Pero ¿no habíamos quedado en que no existen esencias o naturalezas en
cosas humanas? ¿porqué, para unas cosas sí podemos afirmas las esencias,
mientras que respecto de otras cosas no lo podemos hacer? Si no se nos
explicitan los criterios podemos pensar que se trata de elecciones totalmente
arbitrarias, y eso no es muy elegante.
Esos discursos que defienden los esencialismos culturales siguen, en el
fondo la misma lógica de aquellos que dicen “así somos los peruanos, sin
gobiernos autoritarios no podemos llevas adelante nuestra vida política” - esa
es otra de las bromas que nos juega el funcionalismo. La idea de que algunas
sociedades son de tal naturaleza que las hace funcionar de tal o cual manera
irremediablemente es tan falsa como aquellas que afirmaban la historia seguía
un progreso indefinido. Nos guste o no, las sociedades cambian y, muchas veces,
lo hacen sin pedirnos permiso.
De este modo, si es que
vamos a desechar la idea de “naturaleza” para lo social y el derecho hagámoslo
en serio. No podemos contar, entonces, ni con “la naturaleza humana” de la cual
vamos a derivas los “derechos naturales”, que transformaríamos en derechos
humanos ni con expresiones como “los peruanos somos esencialmente
autoritarios”. Si desechamos las versiones de esencialismos de las sociedades
no podemos tomar en serio el funcionalismo, ni el social ni el jurídico. Esto
da como resultado el que no podemos creer en los derechos humanos como
derivados de una naturaleza humana inmutable y eterna, pero tampoco tenemos
ningún argumento fuerte que nos impida creer en ellos.
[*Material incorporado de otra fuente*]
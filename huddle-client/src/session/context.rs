use crate::peer::{PeerLink, RemoteStream, RemoteTrack};
use dashmap::DashMap;
use huddle_core::{Participant, ParticipantId};
use std::sync::Arc;

/// Clone-safe, read-only view of session state for the rendering
/// collaborator: who is in the call, what media they deliver, and which
/// peers currently hold a negotiated link. All mutation happens on the
/// session task; the context only mirrors it.
#[derive(Clone)]
pub struct SessionContext {
    participants: Arc<DashMap<ParticipantId, Participant>>,
    streams: Arc<DashMap<ParticipantId, RemoteStream>>,
    links: Arc<DashMap<ParticipantId, Arc<PeerLink>>>,
}

impl SessionContext {
    pub(crate) fn new(links: Arc<DashMap<ParticipantId, Arc<PeerLink>>>) -> Self {
        Self {
            participants: Arc::new(DashMap::new()),
            streams: Arc::new(DashMap::new()),
            links,
        }
    }

    pub fn participants(&self) -> Vec<Participant> {
        self.participants
            .iter()
            .map(|entry| entry.value().clone())
            .collect()
    }

    pub fn participant(&self, id: &ParticipantId) -> Option<Participant> {
        self.participants.get(id).map(|entry| entry.value().clone())
    }

    pub fn remote_stream(&self, id: &ParticipantId) -> Option<RemoteStream> {
        self.streams.get(id).map(|entry| entry.value().clone())
    }

    pub fn has_link(&self, id: &ParticipantId) -> bool {
        self.links.contains_key(id)
    }

    pub fn link_count(&self) -> usize {
        self.links.len()
    }

    pub(crate) fn sync_participants(&self, snapshot: &[Participant]) {
        self.participants.clear();
        for participant in snapshot {
            self.participants
                .insert(participant.id.clone(), participant.clone());
        }
    }

    pub(crate) fn add_remote_track(
        &self,
        peer_id: &ParticipantId,
        track: RemoteTrack,
    ) -> RemoteStream {
        let mut entry = self
            .streams
            .entry(peer_id.clone())
            .or_insert_with(|| RemoteStream::new(peer_id.clone()));
        entry.tracks.push(track);
        entry.value().clone()
    }

    pub(crate) fn remove_stream(&self, peer_id: &ParticipantId) -> bool {
        self.streams.remove(peer_id).is_some()
    }

    pub(crate) fn clear(&self) {
        self.participants.clear();
        self.streams.clear();
    }
}
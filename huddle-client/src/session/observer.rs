use crate::media::LocalMediaBundle;
use crate::peer::RemoteStream;
use async_trait::async_trait;
use huddle_core::{ChatMessage, Participant, ParticipantId};

/// Callback surface for the rendering collaborator. Strictly a read-only
/// consumer of session state: it reacts to updates and drives the session
/// only through `RoomHandle`.
#[async_trait]
pub trait RoomObserver: Send + Sync + 'static {
    /// The participant set or some member's metadata changed.
    async fn on_participants_changed(&self, participants: Vec<Participant>);

    /// A remote participant's renderable media changed (new inbound track).
    async fn on_remote_stream(&self, stream: RemoteStream);

    /// A remote participant left; their media should no longer render.
    async fn on_remote_stream_removed(&self, peer_id: ParticipantId);

    /// The local preview bundle changed (acquired, or camera/screen swap).
    async fn on_local_media_changed(&self, bundle: LocalMediaBundle);

    /// A chat line arrived from the room.
    async fn on_chat_message(&self, message: ChatMessage);

    /// An opaque whiteboard payload arrived from the room.
    async fn on_drawing(&self, from: ParticipantId, payload: serde_json::Value) {
        let _ = (from, payload);
    }

    /// The signaling connection dropped. Peer links stay up; only an
    /// explicit leave tears the session down.
    async fn on_transport_closed(&self) {}
}
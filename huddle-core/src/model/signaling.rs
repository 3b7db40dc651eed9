use crate::model::participant::ParticipantId;
use crate::model::room::RoomId;
use serde::{Deserialize, Serialize};

#[derive(Debug, Clone, Serialize, Deserialize)]
pub struct IceServerConfig {
    pub urls: Vec<String>,
    pub username: Option<String>,
    pub credential: Option<String>,
}

impl IceServerConfig {
    /// Public STUN endpoints used when no explicit ICE configuration is
    /// supplied. TURN is not part of the current scope, so meshes behind
    /// symmetric NAT may fail to connect.
    pub fn default_stun() -> Vec<Self> {
        [
            "stun:stun.l.google.com:19302",
            "stun:stun1.l.google.com:19302",
            "stun:stun2.l.google.com:19302",
            "stun:stun3.l.google.com:19302",
            "stun:stun4.l.google.com:19302",
        ]
        .iter()
        .map(|url| Self {
            urls: vec![(*url).to_owned()],
            username: None,
            credential: None,
        })
        .collect()
    }
}

/// A trickled ICE candidate as carried on the wire. Field names follow the
/// browser's `RTCIceCandidateInit` dictionary.
#[derive(Debug, Clone, Serialize, Deserialize)]
#[serde(rename_all = "camelCase")]
pub struct IceCandidate {
    pub candidate: String,
    pub sdp_mid: Option<String>,
    pub sdp_m_line_index: Option<u16>,
}

/// Signaling messages exchanged through the rendezvous server, one room per
/// connection. `Join`, `ChatMessage` and `Drawing` are broadcast to the room;
/// `Offer`, `Answer` and `Ice` are addressed to a single peer via `dest`;
/// `UserLeft` is emitted by the server when a member's connection drops.
#[derive(Debug, Clone, Serialize, Deserialize)]
#[serde(tag = "type", rename_all = "kebab-case", rename_all_fields = "camelCase")]
pub enum SignalMessage {
    Join {
        uuid: ParticipantId,
        display_name: String,
        room: RoomId,
    },
    Offer {
        uuid: ParticipantId,
        dest: ParticipantId,
        room: RoomId,
        sdp: String,
        display_name: String,
    },
    Answer {
        uuid: ParticipantId,
        dest: ParticipantId,
        room: RoomId,
        sdp: String,
        display_name: String,
    },
    Ice {
        uuid: ParticipantId,
        dest: ParticipantId,
        room: RoomId,
        candidate: IceCandidate,
    },
    ChatMessage {
        uuid: ParticipantId,
        room: RoomId,
        display_name: String,
        message: String,
        time: Option<String>,
    },
    Drawing {
        uuid: ParticipantId,
        room: RoomId,
        payload: serde_json::Value,
    },
    UserLeft {
        uuid: ParticipantId,
    },
}

impl SignalMessage {
    /// The member that originated this signal.
    pub fn sender(&self) -> &ParticipantId {
        match self {
            Self::Join { uuid, .. }
            | Self::Offer { uuid, .. }
            | Self::Answer { uuid, .. }
            | Self::Ice { uuid, .. }
            | Self::ChatMessage { uuid, .. }
            | Self::Drawing { uuid, .. }
            | Self::UserLeft { uuid } => uuid,
        }
    }

    /// Unicast destination, if this signal is addressed to a single peer.
    pub fn dest(&self) -> Option<&ParticipantId> {
        match self {
            Self::Offer { dest, .. } | Self::Answer { dest, .. } | Self::Ice { dest, .. } => {
                Some(dest)
            }
            _ => None,
        }
    }

}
Podemos creer en ellos
como asociados a cierto ordenamiento jurídico internacional y ciertos valores
que sería bueno asumir.
5.- Conclusión: sobre el derecho a
creer
Si no tenemos esencias, entonces no estamos
obligados a creer, podemos optar. Por supuesto, trataremos de hacerlo de la
mejor manera. William James, el filósofo y psicólogo americano de fines del
siglo pasado, en un artículo muy
interesante[2]
hacía notar que las opciones que podemos tomar tienen diferente calibre. Puedo
optar por beber un café ahora o más tarde, esta sería una opción trivial;
puedo, en cambio, considerar cuestiones que no tiene mucho que ver con mi vida,
como la doctrina teosofista o musulmana, en este caso se trataría de una
“opción muerta”, si es que soy cristiano; finalmente, podemos enfrentarnos a
cuestiones más importantes que involucran aspectos profundos de nuestra vida,
en ese caso tendríamos una opción viva.
Hilary Putnam ilustra lo que James entiende por opción viva
de la siguiente manera. Puede ser que estemos considerando el poner nuestros
hijos en tal o cual colegio. Esta decisión, a fin de cuentas, no tiene
demasiada “carga” puesto que si no nos agrada este colegio podemos sacar los
hijos y llevarlos a aquél otro. En cambio aquella persona que, estallada la
Segunda Guerra Mundial, tiene que elegir entre unirse a la resistencia o
quedarse en la granja con la madre enferma se enfrenta ante una opción vital,
se encuentra forzado a hacerlo[3]. Esta sí
es una opción cargada de importancia. En
casos como éste tenemos derecho a creer y actuar “con antelación a la
evidencia” ya que nuestra razón no podrá ofrecernos pauta alguna. Se trata de
consideraciones existenciales frente a las cuales no podemos tener “evidencias”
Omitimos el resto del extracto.